Igualmente, dos 164 países que o Banco Mundial monitoriza a pobreza, mais de metade – 84 países – já atingiu níveis inferiores a 3% a partir de 2015. Este sucesso é também parte da razão pela qual o mundo está agora a sentir um abrandamento na taxa de redução da pobreza. Actualmente, há menos países do que antes com populações numerosas de pessoas pobres. À medida que a pobreza extrema se torna cada vez mais concentrada, um progresso significativo na redução da pobreza mundial só ocorrerá se se fizer progresso nesses países onde a pobreza é maior.

Se o objectivo é um mundo livre de pobreza, por que razão é que o progresso é monitorizado em relação a um valor de 3% e não de 0%?
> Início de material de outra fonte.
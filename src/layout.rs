use std::fmt::Debug;

/// A `Layout` fixes how an inline map packs its values into a single `u64`.
///
/// The values word is split into `CAPACITY` fields of `VALUE_BITS` bits each,
/// so keys in `[0, CAPACITY)` and values in `[0, MAX_VALUE]` can be stored
/// without allocating.
pub trait Layout: Debug + Default + Clone + Copy + PartialEq + Eq {
    const DEBUG_NAME: &'static str;

    /// width of each packed value field
    const VALUE_BITS: u32;

    /// number of keys the inline representation can hold
    const CAPACITY: usize = (u64::BITS / Self::VALUE_BITS) as usize;

    /// the largest value the inline representation can hold
    const MAX_VALUE: u32 = (1 << Self::VALUE_BITS) - 1;

    /// mask selecting a single value field
    const FIELD_MASK: u64 = (1 << Self::VALUE_BITS) - 1;
}

/// 4-bit values, 16 keys. This is the default layout.
#[derive(Debug, Default, Clone, Copy, PartialEq, Eq)]
pub struct Nibble;

impl Layout for Nibble {
    const DEBUG_NAME: &'static str = "Nibble";
    const VALUE_BITS: u32 = 4;
}

/// 2-bit values, 32 keys.
#[derive(Debug, Default, Clone, Copy, PartialEq, Eq)]
pub struct Crumb;

impl Layout for Crumb {
    const DEBUG_NAME: &'static str = "Crumb";
    const VALUE_BITS: u32 = 2;
}

/// 8-bit values, 8 keys.
#[derive(Debug, Default, Clone, Copy, PartialEq, Eq)]
pub struct Byte;

impl Layout for Byte {
    const DEBUG_NAME: &'static str = "Byte";
    const VALUE_BITS: u32 = 8;
}

static_assertions::const_assert_eq!(Nibble::CAPACITY, 16);
static_assertions::const_assert_eq!(Nibble::MAX_VALUE, 15);
static_assertions::const_assert_eq!(Crumb::CAPACITY, 32);
static_assertions::const_assert_eq!(Byte::CAPACITY, 8);
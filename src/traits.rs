pub trait IntMapRead {
    /// the number of keys present in this map
    fn len(&self) -> usize;

    /// returns true if no keys are present
    fn is_empty(&self) -> bool {
        self.len() == 0
    }

    /// returns the value stored for `key`, if any
    fn get(&self, key: usize) -> Option<u32>;

    /// returns true if `key` is present
    fn contains(&self, key: usize) -> bool {
        self.get(key).is_some()
    }

    /// returns the value stored for `key`, or `default` if the key is absent
    fn get_or(&self, key: usize, default: u32) -> u32 {
        self.get(key).unwrap_or(default)
    }

    /// returns the largest present key
    fn max_key(&self) -> Option<usize>;

    /// returns the largest stored value
    fn max_value(&self) -> Option<u32> {
        self.iter().map(|(_, value)| value).max()
    }

    /// returns an iterator over all `(key, value)` pairs in ascending key order
    fn iter(&self) -> impl Iterator<Item = (usize, u32)>;

    /// calls `visit` once per `(key, value)` pair in ascending key order
    fn for_each<F: FnMut(usize, u32)>(&self, mut visit: F) {
        for (key, value) in self.iter() {
            visit(key, value);
        }
    }
}

pub trait IntMapWrite {
    /// Associates `value` with `key`, replacing any previous value.
    fn set(&mut self, key: usize, value: u32);

    /// Removes `key` from the map if it is present.
    /// Returns `true` if the removal occurred, `false` otherwise.
    fn unset(&mut self, key: usize) -> bool;
}
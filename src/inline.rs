use std::{fmt::Debug, iter::FusedIterator, marker::PhantomData};

use crate::{layout::Layout, traits::IntMapRead};

/// Allocation-free storage for keys in `[0, L::CAPACITY)` and values in
/// `[0, L::MAX_VALUE]`.
///
/// `present` holds one bit per key. `values` holds `L::CAPACITY` fields of
/// `L::VALUE_BITS` bits; the field of an absent key is always zero.
#[derive(Clone, Copy, PartialEq, Eq)]
pub struct InlineMap<L: Layout> {
    present: u64,
    values: u64,
    _marker: PhantomData<L>,
}

impl<L: Layout> InlineMap<L> {
    pub const EMPTY: Self = {
        assert!(L::VALUE_BITS > 0 && L::VALUE_BITS < 32, "invalid layout");
        assert!(L::CAPACITY <= u64::BITS as usize, "invalid layout");
        Self {
            present: 0,
            values: 0,
            _marker: PhantomData,
        }
    };

    /// Returns true if the pair can be stored inline.
    #[inline]
    pub const fn fits(key: usize, value: u32) -> bool {
        key < L::CAPACITY && value <= L::MAX_VALUE
    }

    /// Stores `value` at `key`.
    ///
    /// Panics if the pair does not satisfy [`InlineMap::fits`]; callers route
    /// anything larger to an overflow store instead.
    #[inline]
    pub fn set(&mut self, key: usize, value: u32) {
        assert!(Self::fits(key, value), "pair ({key}, {value}) does not fit");
        let shift = field_shift::<L>(key);
        self.present |= 1u64 << key;
        self.values = (self.values & !(L::FIELD_MASK << shift)) | ((value as u64) << shift);
    }

    /// Removes `key`. Keys outside of the inline capacity are never present,
    /// so removing them is a no-op.
    #[inline]
    pub fn unset(&mut self, key: usize) -> bool {
        if key >= L::CAPACITY {
            return false;
        }
        let bit = 1u64 << key;
        let was_present = self.present & bit != 0;
        self.present &= !bit;
        self.values &= !(L::FIELD_MASK << field_shift::<L>(key));
        was_present
    }
}

/// Bit offset of the value field for `key`
#[inline(always)]
const fn field_shift<L: Layout>(key: usize) -> u32 {
    key as u32 * L::VALUE_BITS
}

impl<L: Layout> Default for InlineMap<L> {
    fn default() -> Self {
        Self::EMPTY
    }
}

impl<L: Layout> Debug for InlineMap<L> {
    fn fmt(&self, f: &mut std::fmt::Formatter<'_>) -> std::fmt::Result {
        write!(f, "InlineMap<{}>({})", L::DEBUG_NAME, self.len())
    }
}

impl<L: Layout> IntMapRead for InlineMap<L> {
    #[inline]
    fn len(&self) -> usize {
        self.present.count_ones() as usize
    }

    #[inline]
    fn is_empty(&self) -> bool {
        self.present == 0
    }

    #[inline]
    fn get(&self, key: usize) -> Option<u32> {
        if key >= L::CAPACITY || self.present & (1u64 << key) == 0 {
            return None;
        }
        Some(((self.values >> field_shift::<L>(key)) & L::FIELD_MASK) as u32)
    }

    #[inline]
    fn max_key(&self) -> Option<usize> {
        if self.present == 0 {
            None
        } else {
            Some((u64::BITS - 1 - self.present.leading_zeros()) as usize)
        }
    }

    fn iter(&self) -> impl Iterator<Item = (usize, u32)> {
        InlineIter::new(*self)
    }
}

/// Walks the presence bits from lowest to highest.
pub struct InlineIter<L: Layout> {
    remaining: u64,
    values: u64,
    _marker: PhantomData<L>,
}

impl<L: Layout> InlineIter<L> {
    fn new(map: InlineMap<L>) -> Self {
        Self {
            remaining: map.present,
            values: map.values,
            _marker: PhantomData,
        }
    }
}

impl<L: Layout> Iterator for InlineIter<L> {
    type Item = (usize, u32);

    #[inline]
    fn next(&mut self) -> Option<Self::Item> {
        if self.remaining == 0 {
            return None;
        }
        let key = self.remaining.trailing_zeros() as usize;
        self.remaining &= self.remaining - 1;
        let value = (self.values >> field_shift::<L>(key)) & L::FIELD_MASK;
        Some((key, value as u32))
    }

    #[inline]
    fn size_hint(&self) -> (usize, Option<usize>) {
        let len = self.remaining.count_ones() as usize;
        (len, Some(len))
    }
}

impl<L: Layout> ExactSizeIterator for InlineIter<L> {}
impl<L: Layout> FusedIterator for InlineIter<L> {}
O objectivo de 3% é fruto de considerações empíricas e conceptuais. A pobreza em alguns países permanece profunda, enraizada e generalizada e, quando o objectivo foi inicialmente fixado, a meta de 3% foi considerada ambiciosa mas exequível. Em termos conceptuais, porém, existe ainda uma forte razão para definir o objectivo num nível superior a zero. O objectivo de uma meta é assistir nos esforços para se atingirem os objectivos. Mas para que as metas possam ajudar, precisam de ser medidas e monitorizadas de forma credível. À medida que os países fazem progressos para eliminar a pobreza extrema, há uma deterioração da exactidão com que amostras relativamente pequenas de uma grande população podem medir as taxas cada vez mais baixas.

Como determinam um limiar mundial de pobreza?

Começamos com limiares de pobreza a nível nacional, que geralmente reflectem o montante de dinheiro necessário para satisfazer as necessidades mínimas de uma pessoa em termos de nutrição, vestuário e alojamento nesse país.  

Contudo, quando queremos identificar quantas pessoas no mundo vivem em pobreza extrema, não podemos simplesmente adicionar as taxas nacionais de pobreza de cada país, porque tal significaria utilizar uma bitola diferente para identificar quem é pobre em cada país. Precisamos, portanto, de um limiar de pobreza que meça a pobreza em todos os países pelo mesmo padrão.   

Em 1990, o Banco Mundial propôs medir os pobres do mundo utilizando os padrões dos países mais pobres do mundo. Examinaram-se os limiares nacionais de pobreza de alguns dos países mais pobres e converteram-se os limiares a uma moeda comum utilizando as taxas de câmbio da paridade do poder de compra (PPC). Construíram-se taxas de câmbio da PPC para assegurar que a mesma quantidade de bens e serviços tem um preço equivalente nos vários países. Uma vez convertida a uma moeda comum, concluiu-se que em seis dos países muito pobres, o valor do limiar nacional da pobreza era de cerca de USD 1 por dia por pessoa e isto constituiu a base para o primeiro limiar internacional de pobreza.

Depois de uma nova ronde e de se ter coligido, em 2005, um volume maior de preços internacionalmente comparáveis, o limiar internacional de pobreza foi revisto com base em 15 limiares nacionais de pobreza de alguns dos países mais pobres do mundo. A média destes 15 limiares era USD 1,25 por pessoa ao dia (mais uma vez, em termos de PPC), tendo-se tornado o limiar internacional de pobreza revisto.

E de novo em 2015, utilizou-se o limiar de pobreza desses mesmos 15 países mais pobres a partir de 2005 (aplicando consistentemente a medida que nos serve de parâmetro) para determinar o limiar mundial de pobreza de USD 1,90 em PPC 2011.  

 O que é a Paridade do Poder de Compra (PPC) e como se determina? 

A PPC permite-nos reduzir os dados sobre o consumo e o rendimento de cada país a termos comparáveis a nível mundial. A PPC é calculada na base de dados de preços de todo o mundo cabendo ao International Comparison Program, um programa estatístico independente com um escritório global localizado no Banco Mundial, a responsabilidade de determinar um certo ano para a PPC.